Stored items
**********
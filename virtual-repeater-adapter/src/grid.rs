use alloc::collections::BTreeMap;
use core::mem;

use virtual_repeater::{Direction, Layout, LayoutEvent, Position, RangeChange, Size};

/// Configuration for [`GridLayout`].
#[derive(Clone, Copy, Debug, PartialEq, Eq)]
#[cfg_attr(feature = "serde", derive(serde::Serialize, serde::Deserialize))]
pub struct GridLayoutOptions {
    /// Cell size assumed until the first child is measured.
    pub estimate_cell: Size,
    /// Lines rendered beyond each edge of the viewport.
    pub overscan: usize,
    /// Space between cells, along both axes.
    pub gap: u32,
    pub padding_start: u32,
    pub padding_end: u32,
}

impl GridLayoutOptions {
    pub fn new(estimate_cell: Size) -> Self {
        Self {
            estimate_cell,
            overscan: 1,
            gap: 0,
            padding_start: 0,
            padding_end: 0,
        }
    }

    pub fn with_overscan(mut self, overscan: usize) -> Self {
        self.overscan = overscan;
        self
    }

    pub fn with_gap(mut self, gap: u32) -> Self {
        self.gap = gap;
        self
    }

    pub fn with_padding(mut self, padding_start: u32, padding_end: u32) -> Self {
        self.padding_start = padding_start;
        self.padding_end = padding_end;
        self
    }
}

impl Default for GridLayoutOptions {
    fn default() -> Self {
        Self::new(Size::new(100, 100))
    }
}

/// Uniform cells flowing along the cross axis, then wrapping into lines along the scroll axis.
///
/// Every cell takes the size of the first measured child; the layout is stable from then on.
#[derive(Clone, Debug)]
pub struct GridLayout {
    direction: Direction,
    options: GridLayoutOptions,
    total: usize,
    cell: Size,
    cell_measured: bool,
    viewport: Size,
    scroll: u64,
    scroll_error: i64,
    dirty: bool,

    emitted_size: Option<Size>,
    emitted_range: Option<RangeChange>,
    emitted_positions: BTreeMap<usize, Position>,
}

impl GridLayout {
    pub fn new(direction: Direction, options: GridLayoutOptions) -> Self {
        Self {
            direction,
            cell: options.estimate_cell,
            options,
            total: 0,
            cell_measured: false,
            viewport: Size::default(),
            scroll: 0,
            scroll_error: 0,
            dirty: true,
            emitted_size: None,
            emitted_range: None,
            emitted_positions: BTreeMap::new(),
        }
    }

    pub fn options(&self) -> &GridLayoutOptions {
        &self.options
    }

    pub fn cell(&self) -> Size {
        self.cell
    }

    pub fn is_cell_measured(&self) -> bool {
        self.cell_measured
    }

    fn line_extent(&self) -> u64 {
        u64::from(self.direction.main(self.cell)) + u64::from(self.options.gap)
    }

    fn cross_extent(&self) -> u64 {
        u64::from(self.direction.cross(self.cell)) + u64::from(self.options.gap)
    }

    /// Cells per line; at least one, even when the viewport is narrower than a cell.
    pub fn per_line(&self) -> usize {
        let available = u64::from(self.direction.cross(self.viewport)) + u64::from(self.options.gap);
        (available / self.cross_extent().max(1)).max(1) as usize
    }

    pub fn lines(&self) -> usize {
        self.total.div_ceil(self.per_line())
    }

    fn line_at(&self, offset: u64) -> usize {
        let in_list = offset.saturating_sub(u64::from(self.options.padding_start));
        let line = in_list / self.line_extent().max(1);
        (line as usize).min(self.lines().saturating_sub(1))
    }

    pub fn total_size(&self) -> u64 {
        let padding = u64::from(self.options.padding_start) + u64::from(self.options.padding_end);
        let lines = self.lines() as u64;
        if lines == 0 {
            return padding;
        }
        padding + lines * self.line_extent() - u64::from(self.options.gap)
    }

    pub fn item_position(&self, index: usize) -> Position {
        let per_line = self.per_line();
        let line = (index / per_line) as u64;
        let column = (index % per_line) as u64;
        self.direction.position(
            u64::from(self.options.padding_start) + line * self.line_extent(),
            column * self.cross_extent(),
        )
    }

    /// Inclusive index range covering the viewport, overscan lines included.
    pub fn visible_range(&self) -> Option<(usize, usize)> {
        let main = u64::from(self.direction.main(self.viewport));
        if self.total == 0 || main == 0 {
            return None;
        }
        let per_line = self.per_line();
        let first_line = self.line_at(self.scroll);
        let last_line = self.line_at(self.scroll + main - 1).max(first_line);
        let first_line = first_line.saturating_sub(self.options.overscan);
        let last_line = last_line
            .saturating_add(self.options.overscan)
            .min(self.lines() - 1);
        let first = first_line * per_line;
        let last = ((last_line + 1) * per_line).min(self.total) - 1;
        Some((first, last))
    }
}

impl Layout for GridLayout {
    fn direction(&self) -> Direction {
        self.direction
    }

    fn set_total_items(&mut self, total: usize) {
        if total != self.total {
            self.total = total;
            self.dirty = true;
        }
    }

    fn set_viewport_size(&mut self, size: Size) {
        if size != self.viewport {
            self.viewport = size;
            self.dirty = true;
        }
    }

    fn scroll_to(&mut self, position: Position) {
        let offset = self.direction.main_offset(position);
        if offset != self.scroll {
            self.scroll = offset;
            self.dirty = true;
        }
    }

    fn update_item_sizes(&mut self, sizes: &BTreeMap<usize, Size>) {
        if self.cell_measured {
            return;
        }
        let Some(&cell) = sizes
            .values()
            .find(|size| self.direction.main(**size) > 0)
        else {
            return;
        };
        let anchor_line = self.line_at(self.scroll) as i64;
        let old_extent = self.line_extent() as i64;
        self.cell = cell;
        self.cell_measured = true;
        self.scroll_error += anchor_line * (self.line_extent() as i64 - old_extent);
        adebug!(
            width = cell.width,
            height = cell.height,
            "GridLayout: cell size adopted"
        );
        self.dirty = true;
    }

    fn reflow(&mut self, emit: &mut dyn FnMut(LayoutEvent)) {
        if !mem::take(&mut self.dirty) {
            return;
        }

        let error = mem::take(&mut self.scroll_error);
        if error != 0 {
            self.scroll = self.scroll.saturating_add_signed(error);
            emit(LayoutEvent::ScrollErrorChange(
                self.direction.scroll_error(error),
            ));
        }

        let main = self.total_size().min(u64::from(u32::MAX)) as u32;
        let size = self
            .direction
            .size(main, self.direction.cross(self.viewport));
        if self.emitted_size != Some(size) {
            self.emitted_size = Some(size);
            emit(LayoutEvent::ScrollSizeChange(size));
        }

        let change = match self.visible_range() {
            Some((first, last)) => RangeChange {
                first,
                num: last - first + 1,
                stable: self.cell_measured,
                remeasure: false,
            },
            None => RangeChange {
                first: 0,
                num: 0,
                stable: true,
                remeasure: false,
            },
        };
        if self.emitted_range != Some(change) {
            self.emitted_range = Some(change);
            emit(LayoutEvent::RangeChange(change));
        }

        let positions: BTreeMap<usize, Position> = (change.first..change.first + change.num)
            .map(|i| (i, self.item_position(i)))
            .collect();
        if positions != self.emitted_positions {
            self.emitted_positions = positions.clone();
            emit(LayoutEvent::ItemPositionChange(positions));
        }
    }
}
**********
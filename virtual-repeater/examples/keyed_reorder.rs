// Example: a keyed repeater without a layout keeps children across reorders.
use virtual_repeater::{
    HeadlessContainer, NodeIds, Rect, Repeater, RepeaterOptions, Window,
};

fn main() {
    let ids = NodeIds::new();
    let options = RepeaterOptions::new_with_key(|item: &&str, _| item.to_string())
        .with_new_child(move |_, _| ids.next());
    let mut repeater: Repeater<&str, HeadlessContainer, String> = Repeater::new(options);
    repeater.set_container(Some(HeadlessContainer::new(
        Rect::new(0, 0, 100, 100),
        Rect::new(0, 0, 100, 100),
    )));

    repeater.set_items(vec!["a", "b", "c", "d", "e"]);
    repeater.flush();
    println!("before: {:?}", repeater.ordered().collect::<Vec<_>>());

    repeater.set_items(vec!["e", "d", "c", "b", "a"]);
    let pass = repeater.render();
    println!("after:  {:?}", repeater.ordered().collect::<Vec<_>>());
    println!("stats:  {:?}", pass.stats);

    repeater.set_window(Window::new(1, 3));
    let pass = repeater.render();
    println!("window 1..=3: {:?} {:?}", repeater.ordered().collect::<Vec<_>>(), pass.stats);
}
**********
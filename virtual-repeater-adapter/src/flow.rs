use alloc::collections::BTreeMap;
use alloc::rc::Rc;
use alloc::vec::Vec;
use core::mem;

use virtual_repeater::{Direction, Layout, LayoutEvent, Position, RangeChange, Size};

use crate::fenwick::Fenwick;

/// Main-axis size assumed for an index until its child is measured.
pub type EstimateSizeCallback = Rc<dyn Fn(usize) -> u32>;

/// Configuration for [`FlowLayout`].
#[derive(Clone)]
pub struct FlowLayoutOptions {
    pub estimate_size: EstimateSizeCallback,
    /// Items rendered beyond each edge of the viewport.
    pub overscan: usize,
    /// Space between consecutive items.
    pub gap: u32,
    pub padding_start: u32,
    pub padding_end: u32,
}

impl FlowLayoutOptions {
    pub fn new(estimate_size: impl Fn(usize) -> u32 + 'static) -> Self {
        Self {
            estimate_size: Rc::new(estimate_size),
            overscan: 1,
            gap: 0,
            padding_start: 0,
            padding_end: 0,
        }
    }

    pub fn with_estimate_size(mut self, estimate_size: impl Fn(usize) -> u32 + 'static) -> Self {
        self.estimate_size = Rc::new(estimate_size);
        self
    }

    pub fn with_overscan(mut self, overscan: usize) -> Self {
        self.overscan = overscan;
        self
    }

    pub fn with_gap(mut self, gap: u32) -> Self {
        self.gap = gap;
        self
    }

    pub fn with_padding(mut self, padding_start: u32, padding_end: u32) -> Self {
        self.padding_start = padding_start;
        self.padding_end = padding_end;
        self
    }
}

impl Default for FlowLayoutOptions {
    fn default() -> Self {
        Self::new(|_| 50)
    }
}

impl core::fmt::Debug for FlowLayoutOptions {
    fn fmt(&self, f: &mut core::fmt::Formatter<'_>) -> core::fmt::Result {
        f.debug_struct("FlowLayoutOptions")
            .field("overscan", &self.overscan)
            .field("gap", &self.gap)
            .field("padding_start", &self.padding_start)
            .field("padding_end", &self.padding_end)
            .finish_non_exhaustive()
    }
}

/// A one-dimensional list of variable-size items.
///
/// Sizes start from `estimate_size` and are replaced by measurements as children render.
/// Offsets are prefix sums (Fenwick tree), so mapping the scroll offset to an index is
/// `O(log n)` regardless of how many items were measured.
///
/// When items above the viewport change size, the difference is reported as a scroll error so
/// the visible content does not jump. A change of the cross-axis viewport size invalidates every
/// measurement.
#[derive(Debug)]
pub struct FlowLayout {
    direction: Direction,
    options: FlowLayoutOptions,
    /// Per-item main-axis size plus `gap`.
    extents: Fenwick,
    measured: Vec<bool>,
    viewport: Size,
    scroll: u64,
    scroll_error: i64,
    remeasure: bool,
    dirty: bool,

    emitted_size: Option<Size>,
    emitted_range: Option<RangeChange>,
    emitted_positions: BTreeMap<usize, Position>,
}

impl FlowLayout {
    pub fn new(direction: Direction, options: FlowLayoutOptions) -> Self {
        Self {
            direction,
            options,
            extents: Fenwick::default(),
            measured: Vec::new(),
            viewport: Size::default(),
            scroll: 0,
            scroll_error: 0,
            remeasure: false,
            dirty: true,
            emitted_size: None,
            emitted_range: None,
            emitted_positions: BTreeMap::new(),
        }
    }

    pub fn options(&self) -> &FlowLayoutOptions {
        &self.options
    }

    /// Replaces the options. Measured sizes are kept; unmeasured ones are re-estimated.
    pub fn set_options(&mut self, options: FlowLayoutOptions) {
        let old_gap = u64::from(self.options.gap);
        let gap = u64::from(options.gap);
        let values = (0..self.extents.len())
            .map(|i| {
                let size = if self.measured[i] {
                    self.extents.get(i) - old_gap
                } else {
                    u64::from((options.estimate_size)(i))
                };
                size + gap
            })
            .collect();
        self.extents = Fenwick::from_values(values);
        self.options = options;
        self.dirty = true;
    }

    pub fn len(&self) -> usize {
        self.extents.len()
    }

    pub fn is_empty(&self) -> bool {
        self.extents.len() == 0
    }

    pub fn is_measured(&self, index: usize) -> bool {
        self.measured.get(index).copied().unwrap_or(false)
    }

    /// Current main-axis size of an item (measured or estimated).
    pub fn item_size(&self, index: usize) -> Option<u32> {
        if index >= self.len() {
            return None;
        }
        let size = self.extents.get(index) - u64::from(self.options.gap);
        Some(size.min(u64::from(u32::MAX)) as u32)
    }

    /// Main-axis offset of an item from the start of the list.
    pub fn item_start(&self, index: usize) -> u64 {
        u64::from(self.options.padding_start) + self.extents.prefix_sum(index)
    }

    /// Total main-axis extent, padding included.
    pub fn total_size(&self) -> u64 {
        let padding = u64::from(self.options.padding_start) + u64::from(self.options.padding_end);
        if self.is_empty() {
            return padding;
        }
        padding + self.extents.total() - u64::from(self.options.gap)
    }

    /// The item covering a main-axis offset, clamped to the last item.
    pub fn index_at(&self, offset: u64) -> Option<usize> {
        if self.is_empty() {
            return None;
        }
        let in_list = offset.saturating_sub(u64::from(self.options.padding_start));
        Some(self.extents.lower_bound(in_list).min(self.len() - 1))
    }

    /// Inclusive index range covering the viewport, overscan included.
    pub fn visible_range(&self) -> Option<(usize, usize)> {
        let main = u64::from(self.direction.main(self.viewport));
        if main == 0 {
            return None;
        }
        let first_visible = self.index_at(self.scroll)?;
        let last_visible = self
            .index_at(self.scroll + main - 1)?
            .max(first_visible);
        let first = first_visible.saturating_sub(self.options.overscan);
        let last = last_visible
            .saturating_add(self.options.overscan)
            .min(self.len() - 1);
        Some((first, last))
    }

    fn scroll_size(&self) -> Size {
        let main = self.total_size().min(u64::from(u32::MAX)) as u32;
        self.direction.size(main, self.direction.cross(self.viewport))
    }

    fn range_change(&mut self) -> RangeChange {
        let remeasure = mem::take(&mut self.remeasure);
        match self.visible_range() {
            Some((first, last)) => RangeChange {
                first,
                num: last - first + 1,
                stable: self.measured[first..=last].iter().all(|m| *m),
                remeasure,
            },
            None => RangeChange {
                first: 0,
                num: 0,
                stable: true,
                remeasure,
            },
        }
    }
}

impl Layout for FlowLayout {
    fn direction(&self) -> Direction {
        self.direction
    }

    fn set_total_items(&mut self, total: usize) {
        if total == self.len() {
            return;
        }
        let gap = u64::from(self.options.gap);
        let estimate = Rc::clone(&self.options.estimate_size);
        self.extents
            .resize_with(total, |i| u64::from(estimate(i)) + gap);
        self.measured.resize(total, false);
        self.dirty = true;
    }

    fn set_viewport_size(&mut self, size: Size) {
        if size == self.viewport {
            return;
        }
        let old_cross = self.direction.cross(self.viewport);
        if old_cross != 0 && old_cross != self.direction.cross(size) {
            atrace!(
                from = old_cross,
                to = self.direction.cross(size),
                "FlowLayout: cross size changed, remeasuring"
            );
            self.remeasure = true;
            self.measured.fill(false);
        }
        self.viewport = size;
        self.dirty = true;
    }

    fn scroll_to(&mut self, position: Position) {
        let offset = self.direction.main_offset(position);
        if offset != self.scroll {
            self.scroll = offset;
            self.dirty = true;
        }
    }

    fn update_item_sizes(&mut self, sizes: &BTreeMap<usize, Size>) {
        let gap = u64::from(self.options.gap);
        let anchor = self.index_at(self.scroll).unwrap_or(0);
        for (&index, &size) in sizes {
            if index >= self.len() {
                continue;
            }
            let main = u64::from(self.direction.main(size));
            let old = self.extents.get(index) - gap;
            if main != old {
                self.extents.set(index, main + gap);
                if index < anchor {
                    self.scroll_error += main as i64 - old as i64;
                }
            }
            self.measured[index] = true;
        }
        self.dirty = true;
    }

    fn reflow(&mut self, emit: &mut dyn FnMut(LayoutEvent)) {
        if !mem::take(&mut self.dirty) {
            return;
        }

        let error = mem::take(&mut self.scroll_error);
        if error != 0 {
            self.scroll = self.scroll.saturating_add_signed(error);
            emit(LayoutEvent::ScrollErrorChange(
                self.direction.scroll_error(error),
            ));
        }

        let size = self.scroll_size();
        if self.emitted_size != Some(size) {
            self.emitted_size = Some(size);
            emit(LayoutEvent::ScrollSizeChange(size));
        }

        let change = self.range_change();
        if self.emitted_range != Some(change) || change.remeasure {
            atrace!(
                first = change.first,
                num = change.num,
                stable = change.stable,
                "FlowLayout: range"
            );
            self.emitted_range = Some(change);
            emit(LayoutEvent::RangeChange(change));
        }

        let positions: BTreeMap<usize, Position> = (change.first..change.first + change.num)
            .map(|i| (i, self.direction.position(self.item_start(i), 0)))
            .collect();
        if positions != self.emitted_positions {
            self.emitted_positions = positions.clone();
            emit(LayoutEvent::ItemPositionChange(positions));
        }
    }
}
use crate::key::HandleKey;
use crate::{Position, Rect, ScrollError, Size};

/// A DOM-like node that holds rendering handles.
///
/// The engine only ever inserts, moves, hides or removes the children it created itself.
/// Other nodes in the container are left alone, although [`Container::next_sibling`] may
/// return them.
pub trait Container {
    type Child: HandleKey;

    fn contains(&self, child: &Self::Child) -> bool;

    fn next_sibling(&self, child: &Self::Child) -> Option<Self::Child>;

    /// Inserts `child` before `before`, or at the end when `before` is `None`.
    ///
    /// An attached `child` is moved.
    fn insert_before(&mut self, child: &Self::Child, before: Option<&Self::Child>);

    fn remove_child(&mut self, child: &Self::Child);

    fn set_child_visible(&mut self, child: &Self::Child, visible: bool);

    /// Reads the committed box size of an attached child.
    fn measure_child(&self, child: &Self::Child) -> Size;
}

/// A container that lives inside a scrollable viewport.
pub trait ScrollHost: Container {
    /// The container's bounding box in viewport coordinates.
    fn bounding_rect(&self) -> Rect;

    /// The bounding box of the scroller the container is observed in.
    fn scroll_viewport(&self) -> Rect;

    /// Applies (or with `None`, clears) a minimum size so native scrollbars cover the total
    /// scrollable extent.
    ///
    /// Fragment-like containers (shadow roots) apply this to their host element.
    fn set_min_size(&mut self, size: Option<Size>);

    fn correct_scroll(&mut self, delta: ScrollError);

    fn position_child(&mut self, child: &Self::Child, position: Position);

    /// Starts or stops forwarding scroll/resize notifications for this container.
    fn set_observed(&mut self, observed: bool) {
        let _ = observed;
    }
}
**********
### EXERCISE GOAL
In the data above, start at the line that has "filename virtual-repeater-adapter/src/grid.rs", stop after the line that has "Lines rendered beyond each edge of the viewport.", and print every line in between exactly as it stands.

### OUTPUT OF THE EXERCISE
filename virtual-repeater-adapter/src/grid.rs
use alloc::collections::BTreeMap;
use core::mem;

use virtual_repeater::{Direction, Layout, LayoutEvent, Position, RangeChange, Size};

/// Configuration for [`GridLayout`].
#[derive(Clone, Copy, Debug, PartialEq, Eq)]
#[cfg_attr(feature = "serde", derive(serde::Serialize, serde::Deserialize))]
pub struct GridLayoutOptions {
    /// Cell size assumed until the first child is measured.
    pub estimate_cell: Size,
    /// Lines rendered beyond each edge of the viewport.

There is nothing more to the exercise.